The headline figure which they quote is a decline in membership of 15% over the last five years. That figure should make people sit up and take notice.

The pattern on the ground is more mixed of course. There’s good news to report in Argyll and The Isles and also in Moray, Ross and Caithness.

I think it is interesting that the two dioceses which have invested most in Mission Action Planning are not doing as well as I think might have been hoped for. That isn’t surprising to me. I expect to be told that it just hasn’t had time to work yet. The time is surely coming when it will¬† have had time to work though.

There’s a quote from me in there which I think they’ve lifted from something I said a few weeks ago. I’m quoted (as “one of the Anglican Church’s most prominent clergy”) as saying that I look forward to “an Easter Day when I can celebrate new marriages for gay members of my congregation just as I can for straight couples”.¬† The implication, which the paper makes on behalf of its readers, is that churches which drift far away from common sense, public goodwill and what most folk think of as decent morals don’t really deserve new members. It is a fairly obvious thing to say though my suspicion is that most church folk still think that churches are highly regarded in society and haven’t realised that with a huge number of people they are not. Pitching themselves on the wrong side of the gay marriage debate is not the only reason that churches are in decline. However, it is a factor and one that needs to be thought about.

Those of us going to General Synod this week are going to have the chance to think about the statistics. There are several short sessions where we will get the chance to talk about them. It is more than timely.

A few years ago we agreed a mission strategy called the Whole Church Mission and Ministry Policy. It puts a greater emphasis on dioceses and less on the province (ie Scotland-wide organisation). In some ways it seems like common sense to make decisions as locally as possible. However, there are a number of reasons why that is quite a hard path to follow. I voted against that strategy when it was proposed at Synod a few years ago. It was obvious to me that unless the dioceses were better resourced than they are then it would be too difficult to bring about the changes that are needed. I also think that the Scottish Episcopal Church is capable of having an identity that can be promoted. I don’t think any diocese is capable of that nor do I think they should try. Identity matters hugely these days. Deprecating the national identity of the church in favour of diocesan identities is a policy almost designed to promote decline.

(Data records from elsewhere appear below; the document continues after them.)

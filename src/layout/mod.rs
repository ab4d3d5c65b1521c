//! Layout engine for measuring, line-breaking and placing cells.
//!
//! This module handles:
//! - The three measurement passes (widths, line breaks, heights)
//! - Placing every visible cell at its on-screen position
//! - The overall extent of the worksheet and the scroll region
//!
//! Line metrics are derived from the draw order: a visual line starts at a
//! cell whose [`Cell::break_line_here`] is true and runs along `draw_next`
//! until the next such cell.

mod extent;
mod pipeline;
mod viewport;

pub use extent::max_point;
pub use pipeline::{break_lines, place, recalculate, recalculate_heights, recalculate_widths, resize};
pub use viewport::{Viewport, SCROLL_RATE};

use crate::cell::Cell;
use crate::types::CellId;
use crate::worksheet::Worksheet;

/// Left margin and top margin of the worksheet.
pub const BASE_INDENT: i32 = 15;
/// Horizontal gap between cells on a line.
pub const CELL_SKIP: i32 = 2;
/// Extra vertical gap after a line whose last cell asks for it.
pub const LINE_SKIP: i32 = 4;
/// Space kept free at the right edge of the client area.
pub const RIGHT_MARGIN: i32 = 9;

/// The cells of the visual line that `id` belongs to, from `id` onwards.
fn rest_of_line(ws: &Worksheet, id: CellId) -> impl Iterator<Item = &Cell> {
    ws.draw_from(id)
        .enumerate()
        .take_while(|&(i, c)| i == 0 || !ws.get(c).is_some_and(Cell::break_line_here))
        .filter_map(|(_, c)| ws.get(c))
}

/// Largest center from `id` to the end of its visual line.
pub fn line_max_center(ws: &Worksheet, id: CellId) -> i32 {
    rest_of_line(ws, id).map(Cell::center).max().unwrap_or(0)
}

/// Largest drop from `id` to the end of its visual line.
pub fn line_max_drop(ws: &Worksheet, id: CellId) -> i32 {
    rest_of_line(ws, id).map(Cell::drop).max().unwrap_or(0)
}

pub fn line_max_height(ws: &Worksheet, id: CellId) -> i32 {
    line_max_center(ws, id) + line_max_drop(ws, id)
}

#[cfg(test)]
#[allow(clippy::unwrap_used, clippy::expect_used, clippy::panic)]
mod tests {
    use super::*;
    use crate::types::TextStyle;

    #[test]
    fn test_line_metrics_stop_at_break() {
        let mut ws = Worksheet::new();
        let a = ws.append(Cell::text("a", TextStyle::Variable));
        let b = ws.append(Cell::text("b", TextStyle::Variable));
        let c = ws.append(Cell::text("c", TextStyle::Variable));
        for (id, center, height) in [(a, 3, 6), (b, 7, 10), (c, 20, 40)] {
            let cell = ws.get_mut(id).unwrap();
            cell.center = center;
            cell.height = height;
        }
        ws.get_mut(c).unwrap().force_break_line(true);

        assert_eq!(line_max_center(&ws, a), 7);
        assert_eq!(line_max_drop(&ws, a), 3);
        assert_eq!(line_max_height(&ws, a), 10);
        // A line starting cell counts itself even though it breaks.
        assert_eq!(line_max_center(&ws, c), 20);
    }
}
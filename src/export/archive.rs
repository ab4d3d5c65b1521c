//! Session archive: a zip holding the worksheet XML and the rendered
//! result images.

use std::io::{Cursor, Read, Write};
use std::path::Path;

use zip::write::FileOptions;
use zip::{ZipArchive, ZipWriter};

use super::html::{render_html, HtmlImages};
use super::xml::{parse_worksheet_xml, write_worksheet_xml};
use crate::config::Configuration;
use crate::error::Result;
use crate::worksheet::Worksheet;

/// Entry holding the worksheet XML.
pub const CONTENT_ENTRY: &str = "content.xml";

const IMAGE_STEM: &str = "result";

/// Pack `ws` into zip bytes: `content.xml` plus `img/result<n>.png` for
/// every input/output group with output.
pub fn write_archive(ws: &Worksheet, config: &Configuration) -> Result<Vec<u8>> {
    let xml = write_worksheet_xml(ws, config);
    let images = render_html(ws, config, IMAGE_STEM, HtmlImages::Files)?.images;

    let mut writer = ZipWriter::new(Cursor::new(Vec::with_capacity(xml.len())));
    let options = FileOptions::default().compression_method(zip::CompressionMethod::Deflated);
    writer.start_file(CONTENT_ENTRY, options)?;
    writer.write_all(xml.as_bytes())?;

    // PNG data is already compressed.
    let stored = FileOptions::default().compression_method(zip::CompressionMethod::Stored);
    for image in &images {
        writer.start_file(image.name.as_str(), stored)?;
        writer.write_all(&image.png)?;
    }

    let cursor = writer.finish()?;
    tracing::debug!(images = images.len(), "wrote session archive");
    Ok(cursor.into_inner())
}

/// Restore the worksheet from archive bytes. Images are not read back;
/// they are regenerated from the cells.
pub fn read_archive(data: &[u8]) -> Result<Worksheet> {
    let mut archive = ZipArchive::new(Cursor::new(data))?;
    let mut entry = archive.by_name(CONTENT_ENTRY)?;
    let mut xml = String::new();
    entry.read_to_string(&mut xml)?;
    parse_worksheet_xml(&xml)
}

/// Names of the entries in an archive.
pub fn archive_entries(data: &[u8]) -> Result<Vec<String>> {
    let archive = ZipArchive::new(Cursor::new(data))?;
    Ok(archive.file_names().map(str::to_string).collect())
}

/// Write the archive to `path`. Returns false on failure.
pub fn save_archive(ws: &Worksheet, config: &Configuration, path: &Path) -> bool {
    let result = write_archive(ws, config).and_then(|bytes| Ok(std::fs::write(path, bytes)?));
    if let Err(e) = &result {
        tracing::warn!(path = %path.display(), error = %e, "saving archive failed");
    }
    result.is_ok()
}

pub fn load_archive(path: &Path) -> Result<Worksheet> {
    read_archive(&std::fs::read(path)?)
}

#[cfg(test)]
#[allow(clippy::unwrap_used, clippy::expect_used, clippy::panic)]
mod tests {
    use super::*;
    use crate::cell::Cell;
    use crate::types::TextStyle;

    fn session() -> Worksheet {
        let mut ws = Worksheet::new();
        ws.append(Cell::text("(%i1) ", TextStyle::MainPrompt));
        ws.append(Cell::text("x^2;", TextStyle::Input));
        ws.append(Cell::text("(%o1) ", TextStyle::Label));
        ws.append(Cell::text("x", TextStyle::Variable));
        ws
    }

    #[test]
    fn test_archive_contents() {
        let bytes = write_archive(&session(), &Configuration::default()).unwrap();
        let entries = archive_entries(&bytes).unwrap();
        assert!(entries.contains(&"content.xml".to_string()));
        assert!(entries.contains(&"img/result0.png".to_string()));
    }

    #[test]
    fn test_archive_restores_worksheet() {
        let config = Configuration::default();
        let ws = session();
        let back = read_archive(&write_archive(&ws, &config).unwrap()).unwrap();
        assert_eq!(write_worksheet_xml(&back, &config), write_worksheet_xml(&ws, &config));
    }

    #[test]
    fn test_not_an_archive() {
        assert!(read_archive(b"plain text").is_err());
    }

    #[test]
    fn test_save_and_load() {
        let dir = tempfile::tempdir().unwrap();
        let path = dir.path().join("session.zip");
        assert!(save_archive(&session(), &Configuration::default(), &path));
        assert_eq!(load_archive(&path).unwrap().logical().count(), 4);
        assert!(!save_archive(&session(), &Configuration::default(), &dir.path().join("no/such.zip")));
    }
}
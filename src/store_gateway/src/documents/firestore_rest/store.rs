use async_trait::async_trait;
use reqwest::Client;
use snafu::ResultExt;

use crate::{
    config::Credentials,
    documents::{
        DocumentStore,
        firestore_rest::request::{RunQueryItem, commit_body, run_query_body},
    },
    errors::{DecodeSnafu, StoreError, StoreInitError, TransportSnafu},
    http::error_from_response,
    models::{DocumentPage, QueryRequest, WriteOp},
};

const BASE_URL: &str = "https://firestore.googleapis.com/v1";

pub struct FirestoreRestStore {
    client: Client,
    base_url: String,
    documents_root: String,
}

impl FirestoreRestStore {
    /// Creates a store client for the `(default)` database of the project.
    pub fn new(credentials: &Credentials) -> Result<Self, StoreInitError> {
        Ok(Self {
            client: credentials.authorized_client()?,
            base_url: BASE_URL.to_string(),
            documents_root: format!(
                "projects/{}/databases/(default)/documents",
                credentials.project_id
            ),
        })
    }

    /// Points the adapter at another endpoint (emulators, proxies).
    pub fn with_base_url(mut self, base_url: impl Into<String>) -> Self {
        self.base_url = base_url.into();
        self
    }

    fn url(&self, method: &str) -> String {
        format!(
            "{}/{}:{}",
            self.base_url.trim_end_matches('/'),
            self.documents_root,
            method
        )
    }

    async fn post(
        &self,
        operation: &'static str,
        body: &serde_json::Value,
    ) -> Result<reqwest::Response, StoreError> {
        let response = self
            .client
            .post(self.url(operation))
            .json(body)
            .send()
            .await
            .context(TransportSnafu { operation })?;

        if !response.status().is_success() {
            return Err(error_from_response(operation, response).await);
        }
        Ok(response)
    }
}

#[async_trait]
impl DocumentStore for FirestoreRestStore {
    async fn query(&self, request: &QueryRequest) -> Result<DocumentPage, StoreError> {
        let body = run_query_body(&self.documents_root, request);
        let response = self.post("runQuery", &body).await?;

        let items = response.json::<Vec<RunQueryItem>>().await.map_err(|e| {
            DecodeSnafu {
                operation: "runQuery",
                message: e.to_string(),
            }
            .build()
        })?;

        // Items without a document only carry progress metadata (readTime, skippedResults).
        let documents: Vec<_> = items
            .into_iter()
            .filter_map(|item| item.document)
            .map(|raw| raw.into_document())
            .collect();
        let last_cursor = documents.last().map(|d| d.id.clone());

        Ok(DocumentPage {
            documents,
            last_cursor,
        })
    }

    async fn batch_write(&self, ops: &[WriteOp]) -> Result<(), StoreError> {
        if ops.is_empty() {
            return Ok(());
        }
        let body = commit_body(&self.documents_root, ops);
        self.post("commit", &body).await?;
        tracing::debug!(writes = ops.len(), "committed batch");
        Ok(())
    }
}
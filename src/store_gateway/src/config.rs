//! Credentials and HTTP client construction for the REST adapters.

use reqwest::{Client, header};
use secrecy::{ExposeSecret, SecretString};
use shared_utils::env::get_env_var;
use snafu::ResultExt;

use crate::errors::{ClientBuildSnafu, InvalidTokenSnafu, MissingEnvVarSnafu, StoreInitError};

/// Environment variable naming the project both stores live in.
pub const PROJECT_ID_VAR: &str = "INTEGRITY_PROJECT_ID";
/// Environment variable holding a bearer access token for both APIs.
pub const ACCESS_TOKEN_VAR: &str = "INTEGRITY_ACCESS_TOKEN";

/// Project identifier plus the bearer token used by both REST adapters.
pub struct Credentials {
    /// Project / account identifier (e.g. `my-app-prod`).
    pub project_id: String,
    access_token: SecretString,
}

impl Credentials {
    pub fn new(project_id: impl Into<String>, access_token: SecretString) -> Self {
        Self {
            project_id: project_id.into(),
            access_token,
        }
    }

    /// Reads [`PROJECT_ID_VAR`] and [`ACCESS_TOKEN_VAR`].
    pub fn from_env() -> Result<Self, StoreInitError> {
        let project_id = get_env_var(PROJECT_ID_VAR).context(MissingEnvVarSnafu)?;
        let token = get_env_var(ACCESS_TOKEN_VAR).context(MissingEnvVarSnafu)?;
        Ok(Self::new(project_id, SecretString::new(token.into())))
    }

    /// Builds a `reqwest` client that sends the bearer token on every request.
    pub fn authorized_client(&self) -> Result<Client, StoreInitError> {
        let mut bearer = header::HeaderValue::from_str(&format!(
            "Bearer {}",
            self.access_token.expose_secret()
        ))
        .context(InvalidTokenSnafu)?;
        bearer.set_sensitive(true);

        let mut headers = header::HeaderMap::new();
        headers.insert(header::AUTHORIZATION, bearer);

        Client::builder()
            .default_headers(headers)
            .build()
            .context(ClientBuildSnafu)
    }
}

impl std::fmt::Debug for Credentials {
    fn fmt(&self, f: &mut std::fmt::Formatter<'_>) -> std::fmt::Result {
        f.debug_struct("Credentials")
            .field("project_id", &self.project_id)
            .field("access_token", &"[redacted]")
            .finish()
    }
}
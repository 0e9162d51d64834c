//! Crate-level error type.

use std::path::PathBuf;

use store_gateway::StoreError;
use thiserror::Error;

use crate::config::ConfigError;

/// Everything that can stop a reconciliation step.
#[derive(Debug, Error)]
pub enum ReconcileError {
    /// A remote call failed after the retry budget was spent.
    #[error(transparent)]
    Store(#[from] StoreError),

    /// The configuration could not be loaded.
    #[error(transparent)]
    Config(#[from] ConfigError),

    /// The run was interrupted before this step finished.
    #[error("cancelled")]
    Cancelled,

    /// A plan file could not be read or written.
    #[error("plan file {path}: {source}")]
    PlanIo {
        /// Plan file path.
        path: PathBuf,
        /// Underlying I/O error.
        source: std::io::Error,
    },

    /// A plan file is not a JSON report.
    #[error("plan file {path} is not a valid report: {source}")]
    PlanFormat {
        /// Plan file path.
        path: PathBuf,
        /// Underlying JSON error.
        source: serde_json::Error,
    },
}
//! Small helpers shared by the reconciler crates.

pub mod env;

The best example of “Whole Church” thinking which is struggling at the moment is the report on TISEC, the Theological Institute of the Scottish Episcopal Church. That institution is found wanting in some areas, not least those which are most devolved to dioceses.

It remains my view that there are significant things that we can do better together than we can do apart. By that I mean things that we need to do on a provincial, Scotland wide basis. TISEC is the most obvious of those things.

The statistics that we have to look at this week are interesting. They are mixed and not universally poor across the board. Notwithstanding that, they are very serious indeed. The obvious reality is that although some places are doing better than others, some are doing significantly worse and they include some areas that we’ve always regarded as Episcopal heartlands.

The statistics seem to suggest that some of the ideas that we’ve been promoting are not currently working. The Sunday Times today seems to imply that the longer we prolong the debate about whether or not to accept that gay people should have the same rights and responsibilities in the church as anyone else, then the longer the slide will go on. I happen to agree.

Not all statistics are bad, of course. Some of those which we don’t regularly gather are rising significantly. Take the readership of this blog, for example. In the last five years, it has risen by 24%. Indeed, it has more readers now in a year than the number of people who belong to the Scottish Episcopal Church. Significantly more in fact.

Makes you think, that, doesn’t it?


  1. Well yes but some of us are (a) humanists and (b) 6,000 miles away.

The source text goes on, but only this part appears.